Publié le  Lecture 12 mins

Aptitude au sport et cardiopathies valvulaires

H. DOUARD, Département des épreuves d’effort et de la réadaptation, hôpital cardiologique de Pessac

Les atteintes valvulaires chez un sportif et, a fortiori, chez un athlète de haut niveau, sont peu fréquentes : les valvulopathies dégénératives touchent en effet des sujets âgés et les atteintes post-rhumatismales sont en nette diminution.

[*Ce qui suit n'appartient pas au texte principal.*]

//! Behavioral tests for extent-mapped files.

use strata_mmap::{AccessMode, MappedFile, StorageError};
use tempfile::TempDir;

fn open_rw(dir: &TempDir, name: &str) -> MappedFile {
    MappedFile::open(dir.path().join(name), AccessMode::Append, 1024, 32).unwrap()
}

#[test]
fn test_write_read_round_trip() {
    let dir = TempDir::new().unwrap();
    let mut file = open_rw(&dir, "data");

    file.write_u64(0, 0xdead_beef).unwrap();
    file.write_u64(8, 42).unwrap();
    assert_eq!(file.read_u64(0).unwrap(), 0xdead_beef);
    assert_eq!(file.read_u64(8).unwrap(), 42);

    let slice = file.get_mut(64, 32).unwrap();
    slice.copy_from_slice(&[7u8; 32]);
    assert_eq!(file.get(64, 32).unwrap(), &[7u8; 32]);
}

#[test]
fn test_append_offset_survives_reopen() {
    let dir = TempDir::new().unwrap();
    let path = dir.path().join("data");

    let mut file = MappedFile::open(&path, AccessMode::Append, 1024, 32).unwrap();
    file.write_u64(0, 1).unwrap();
    file.set_append_offset(4096).unwrap();
    let extent_size = file.extent_size();
    file.close().unwrap();

    let file = MappedFile::open(&path, AccessMode::Append, 1024, 32).unwrap();
    assert_eq!(file.append_offset(), 4096);
    assert_eq!(file.extent_size(), extent_size);
    assert_eq!(file.read_u64(0).unwrap(), 1);
}

#[test]
fn test_read_only_requires_initialized_file() {
    let dir = TempDir::new().unwrap();
    let missing = dir.path().join("missing");
    match MappedFile::open(&missing, AccessMode::ReadOnly, 1024, 32) {
        Err(StorageError::Uninitialized(path)) => assert_eq!(path, missing),
        other => panic!("expected Uninitialized, got {other:?}"),
    }
}

#[test]
fn test_read_only_rejects_writes() {
    let dir = TempDir::new().unwrap();
    let path = dir.path().join("data");
    let file = MappedFile::open(&path, AccessMode::Append, 1024, 32).unwrap();
    file.close().unwrap();

    let mut file = MappedFile::open(&path, AccessMode::ReadOnly, 1024, 32).unwrap();
    assert!(matches!(file.get_mut(0, 8), Err(StorageError::ReadOnly)));
    assert!(matches!(file.set_append_offset(8), Err(StorageError::ReadOnly)));
}

#[test]
fn test_bad_magic_is_rejected() {
    let dir = TempDir::new().unwrap();
    let path = dir.path().join("data");
    std::fs::write(&path, vec![0xffu8; 64]).unwrap();
    assert!(matches!(
        MappedFile::open(&path, AccessMode::Append, 1024, 32),
        Err(StorageError::InvalidHeader { .. })
    ));
}

#[test]
fn test_slice_never_straddles_an_extent() {
    let dir = TempDir::new().unwrap();
    let mut file = open_rw(&dir, "data");
    let extent = file.extent_size();

    // Fill the first extent so the boundary exists.
    file.write_u64(extent - 8, 7).unwrap();
    file.write_u64(extent, 8).unwrap();

    assert_eq!(file.extent_remaining(0), extent);
    assert_eq!(file.extent_remaining(extent - 8), 8);

    match file.get(extent - 8, 16) {
        Err(StorageError::StraddlesExtent { .. }) => {}
        other => panic!("expected StraddlesExtent, got {other:?}"),
    }
    // Both halves are reachable on their own.
    assert_eq!(file.read_u64(extent - 8).unwrap(), 7);
    assert_eq!(file.read_u64(extent).unwrap(), 8);
}

#[test]
fn test_reads_beyond_mapped_region_fail() {
    let dir = TempDir::new().unwrap();
    let file = open_rw(&dir, "data");
    assert!(matches!(
        file.read_u64(file.len() + 64),
        Err(StorageError::OutOfBounds { .. })
    ));
}

#[test]
fn test_copy_within_crosses_extent_boundaries() {
    let dir = TempDir::new().unwrap();
    let mut file = open_rw(&dir, "data");
    let extent = file.extent_size();

    // Source sits at the tail of extent 0 and spills into extent 1; the
    // destination starts misaligned inside extent 1.
    let src = extent - 64;
    let len = 128u64;
    for i in 0..len / 8 {
        file.write_u64(src + i * 8, i + 1).unwrap();
    }
    let dst = extent + 1000 * 8;
    file.copy_within(src, dst, len).unwrap();
    for i in 0..len / 8 {
        assert_eq!(file.read_u64(dst + i * 8).unwrap(), i + 1);
    }
}

#[test]
fn test_zero_range_crosses_extent_boundaries() {
    let dir = TempDir::new().unwrap();
    let mut file = open_rw(&dir, "data");
    let extent = file.extent_size();

    let start = extent - 32;
    for i in 0..8u64 {
        file.write_u64(start + i * 8, u64::MAX).unwrap();
    }
    file.zero_range(start, 64).unwrap();
    for i in 0..8u64 {
        assert_eq!(file.read_u64(start + i * 8).unwrap(), 0);
    }
}

#[test]
fn test_compact_trims_extent_slack() {
    let dir = TempDir::new().unwrap();
    let path = dir.path().join("data");
    let mut file = MappedFile::open(&path, AccessMode::Append, 1024, 32).unwrap();

    file.write_u64(0, 99).unwrap();
    file.set_append_offset(8).unwrap();
    let before = std::fs::metadata(&path).unwrap().len();
    file.compact().unwrap();
    let after = std::fs::metadata(&path).unwrap().len();
    assert!(after < before);
    assert_eq!(file.read_u64(0).unwrap(), 99);
    file.close().unwrap();

    // The compacted file reopens and grows again.
    let mut file = MappedFile::open(&path, AccessMode::Append, 1024, 32).unwrap();
    assert_eq!(file.read_u64(0).unwrap(), 99);
    file.write_u64(1024, 7).unwrap();
    assert_eq!(file.read_u64(1024).unwrap(), 7);
}

#[test]
fn test_refresh_observes_writer_growth() {
    let dir = TempDir::new().unwrap();
    let path = dir.path().join("data");
    let mut writer = MappedFile::open(&path, AccessMode::Append, 1024, 32).unwrap();
    writer.write_u64(0, 1).unwrap();
    writer.set_append_offset(8).unwrap();

    let mut reader = MappedFile::open(&path, AccessMode::ReadOnly, 1024, 32).unwrap();
    assert_eq!(reader.append_offset(), 8);

    // Writer grows the file past the reader's mapping.
    let far = writer.extent_size() * 2 + 8;
    writer.write_u64(far, 777).unwrap();
    writer.set_append_offset(far + 8).unwrap();

    assert!(reader.read_u64(far).is_err());
    reader.refresh().unwrap();
    assert_eq!(reader.append_offset(), far + 8);
    assert_eq!(reader.read_u64(far).unwrap(), 777);
}

#[test]
fn test_bulk_append_uses_larger_extents() {
    let dir = TempDir::new().unwrap();
    let plain = MappedFile::open(
        dir.path().join("plain"),
        AccessMode::Append,
        1 << 20,
        32,
    )
    .unwrap();
    let bulk = MappedFile::open(
        dir.path().join("bulk"),
        AccessMode::BulkAppend,
        1 << 20,
        32,
    )
    .unwrap();
    assert!(bulk.extent_size() > plain.extent_size());
}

De telles observations cliniques existent cependant, liées à un engouement – justifié – pour la poursuite ou la reprise d’une activité sportive tardive et surtout l’émergence de plus en plus fréquente d’athlètes transplantés d’origine maghrébine ou d’Afrique sub-saharienne, encore concernés par les valvulopathies post-rhumatismales. D’autres étiologies peuvent également affecter des sujets jeunes impliqués dans une carrière sportive telle la maladie de Barlow ou les atteintes postoslériennes, voire traumatiques. Les lésions d’origine ischémique ou fonctionnelle des cardiomyopathies ou dans le cadre d’une fibroendomyocardiopathie sont, elles, incompatibles avec une activité physique et sportive soutenue.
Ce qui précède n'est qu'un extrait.